Equity Income

Equity Income

Equities
The Strategy delivered a solid performance in the three months to the end of September.  Asset allocation was a tailwind, since the portfolio maintained a sizable underweight in the UK, one of the weakest major markets in Q3.  There was no particular theme behind this underperformance, just what appeared to be a general lack of excitement about UK-listed companies.  Energy names were a small bright spot, supported by the ongoing recovery in the underlying commodity.  Financials were sluggish, with Barclays being a notable laggard, despite activist interest in the name.  Within Utilities, Scottish and Southern profit warned on the back of dry weather, poor renewable conditions and high gas prices (all are transitory factors), while National Grid remained relatively resilient.  Telecoms were polarised as BT gained over 8% in total return terms in Q3, but Vodafone came under pressure on the back of dividend concerns and operational headwinds.  The US was one of the best performing markets globally, reflecting strength of the country’s economic growth.  There were some impressive risers in the quarter – Eli Lilly (+25% in total return terms), Delta Airlines (+18%), HP Inc and Cisco (+15% each), and Financials.

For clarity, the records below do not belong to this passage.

#[derive(Subcommand)]
pub enum Commands {
    /// Initialize a new database
    Init,

    /// Card management commands
    #[command(subcommand)]
    Card(CardCommands),

    /// Add funds to a card
    Credit {
        /// Card ID
        card: String,

        /// Amount (e.g., "50.00" or "50")
        amount: String,

        /// Description of the movement
        #[arg(short, long, default_value = "")]
        description: String,
    },

    /// Take funds from a card
    Debit {
        /// Card ID
        card: String,

        /// Amount (e.g., "50.00" or "50")
        amount: String,

        /// Description of the movement
        #[arg(short, long, default_value = "")]
        description: String,
    },

    /// List ledger entries
    Transactions {
        /// Only entries of this card
        #[arg(long)]
        card: Option<String>,

        /// Filter by status: pending, completed, failed, reversed
        #[arg(long)]
        status: Option<String>,

        /// Filter by kind: credit, debit
        #[arg(long)]
        kind: Option<String>,
    },

    /// Show the account summary
    Summary {
        /// Recompute before showing
        #[arg(long)]
        refresh: bool,
    },

    /// Verify a card's ledger against its balance
    Check {
        /// Card ID
        card: String,
    },
}

#[derive(Subcommand)]
pub enum CardCommands {
    /// Issue a new card
    Create {
        /// Card holder name
        holder_name: String,

        /// Initial balance (defaults to 0.00)
        #[arg(short, long)]
        balance: Option<String>,

        /// Expiry date (YYYY-MM-DD, defaults to the configured validity)
        #[arg(long)]
        expiry: Option<String>,
    },

    /// List cards
    List {
        /// Filter by status: active, blocked, expired
        #[arg(long)]
        status: Option<String>,
    },

    /// Show card details
    Show {
        /// Card ID
        id: String,
    },

    /// Block a card
    Block {
        /// Card ID
        id: String,
    },

    /// Unblock a blocked card
    Unblock {
        /// Card ID
        id: String,
    },
}

impl Cli {
    fn config(&self) -> Result<LedgerConfig> {
        let mut config = LedgerConfig::default()
            .with_lock_timeout(Duration::from_millis(self.lock_timeout_ms))
            .with_busy_timeout(Duration::from_millis(self.busy_timeout_ms))
            .with_id_retry_limit(self.id_retry_limit)
            .with_card_validity_days(self.card_validity_days);
        if let Some(max) = &self.max_amount {
            config = config.with_max_amount(
                parse_cents(max).context("Invalid maximum amount. Use '1000.00' or '1000'")?,
            );
        }
        Ok(config)
    }

    fn caller(&self) -> Result<UserId> {
        self.user
            .as_deref()
            .map(str::trim)
            .filter(|u| !u.is_empty())
            .map(UserId::new)
            .context("No user given. Pass --user or set CARDLEDGER_USER")
    }

    pub async fn run(self) -> Result<()> {
        let config = self.config()?;
        let output = Output { json: self.json };

        if let Commands::Init = self.command {
            CardService::init(&self.database, config).await?;
            println!("Database initialized: {}", self.database);
            return Ok(());
        }

        let caller = self.caller()?;
        let service = CardService::connect(&self.database, config).await?;

        match self.command {
            Commands::Init => {}

            Commands::Card(card_cmd) => {
                run_card_command(&service, &caller, &output, card_cmd).await?;
            }

            Commands::Credit {
                card,
                amount,
                description,
            } => {
                run_movement(
                    &service,
                    &caller,
                    &output,
                    EntryKind::Credit,
                    &card,
                    &amount,
                    &description,
                )
                .await?;
            }

            Commands::Debit {
                card,
                amount,
                description,
            } => {
                run_movement(
                    &service,
                    &caller,
                    &output,
                    EntryKind::Debit,
                    &card,
                    &amount,
                    &description,
                )
                .await?;
            }

            Commands::Transactions { card, status, kind } => {
                let status = status
                    .map(|s| {
                        EntryStatus::from_str(&s).with_context(|| {
                            format!(
                                "Invalid status '{}'. Use pending, completed, failed or reversed",
                                s
                            )
                        })
                    })
                    .transpose()?;
                let kind = kind
                    .map(|k| {
                        EntryKind::from_str(&k)
                            .with_context(|| format!("Invalid kind '{}'. Use credit or debit", k))
                    })
                    .transpose()?;

                let entries = match card {
                    Some(card) => {
                        let card_id = parse_card_id(&card)?;
                        service
                            .list_card_entries(&caller, card_id, status)
                            .await?
                            .into_iter()
                            .filter(|view| kind.is_none_or(|k| view.entry.kind == k))
                            .collect()
                    }
                    None => {
                        service
                            .list_entries(&caller, EntryFilter { status, kind })
                            .await?
                    }
                };
                output.entries(&entries)?;
            }

            Commands::Summary { refresh } => {
                let rollup = if refresh {
                    service.refresh_summary(&caller).await?
                } else {
                    service.account_summary(&caller).await?
                };
                output.summary(&rollup)?;
            }

            Commands::Check { card } => {
                let card_id = parse_card_id(&card)?;
                let report = service.audit_card(&caller, card_id).await?;
                output.audit(&report)?;
            }
        }

        Ok(())
    }
}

Collectively these stocks more than offset falls in Broadcom (in reaction to a surprise acquisition announcement) and Western Digital (the semiconductor industry de-rating on the back of weak pricing and recessionary fears).  Performance of European names within the Strategy was well ahead of the main index, with particular strength coming from Pharma Stocks (Novartis and Roche) and Energy (Total and Eni). Emerging markets were also ahead as the Funds held were underweight glamour growth stocks, which were disproportionately hit by trade war rhetoric. On the contrary, Japanese exposure was slightly behind.

Currency
On a trade weighted basis Sterling fell a little under 1% over the past three months.  The moves in Sterling continue to be driven by the strength or weakness of the US Dollar, as the wide interest rate differential favours America’s currency.  As the Brexit clock ticks down towards the exit day in March, we are likely to see further volatility in Sterling no matter the outcome – down towards parity against the Dollar if it is a “hard Brexit” and a strong rally above $1.40 if a benign Brexit agreement is duly struck.